Figure 2.

Generation of anti-TGIV–MCP and anti-GIV–MCP polyclonal antibodies. The purification of recombinant MCP proteins and the specificity of the polyclonal antibodies are shown in the left and right panels, respectively. Left panels: Recombinant TGIV–MCP (A) and GIV–MCP (B) proteins were purified by Ni–NTA column (Ni), followed by centrifugation in centricon filter to displace imidazole in the lysis buffer. The purified recombinant proteins were used to immunize rabbit to generate polyclonal antibodies against TGIV–MCP and GIV–MCP, respectively.
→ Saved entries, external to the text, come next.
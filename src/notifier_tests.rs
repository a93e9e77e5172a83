use serial_test::serial;

use super::*;

struct RecordingNotifier {
    messages: std::sync::Mutex<Vec<String>>,
}

impl Notifier for RecordingNotifier {
    fn notify_delivery_failed(&self, message: &str) {
        self.messages.lock().unwrap().push(message.to_string());
    }
}

#[test]
fn noop_notifier_does_not_panic() {
    let notifier = NoopNotifier;
    notifier.notify_delivery_failed("manual intervention needed");
}

#[test]
fn custom_notifier_records_message() {
    let notifier = RecordingNotifier { messages: std::sync::Mutex::new(Vec::new()) };
    notifier.notify_delivery_failed("all tiers exhausted");
    assert_eq!(notifier.messages.lock().unwrap().as_slice(), ["all tiers exhausted"]);
}

#[test]
#[serial]
fn select_falls_back_to_noop_without_a_display() {
    std::env::remove_var("DISPLAY");
    std::env::remove_var("WAYLAND_DISPLAY");
    assert!(!display_available());
}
Top: the purified recombinant proteins; Bottom: the flow-through waste. Right panels: Western blotting was carried out to verify the specificity of the polyclonal antibodies generated from the recombinant proteins. Recombinant TGIV–MCP and GIV–MCP proteins were subjected to SDS-PAGE and transferred to a PVDF membrane, respectively. Western blotting was conducted with anti-TGIV-MCP (A) or anti-GIV–MCP (B) antisera. The TGIV–MCP antiserum was diluted in PBS at 2000, 5000, 10,000 and 20,000 folds, and the GIV–MCP antiserum was diluted in PBS at 2000, 5000, 10,000, 20,000, 30,000, 40,000 and 50,000 folds.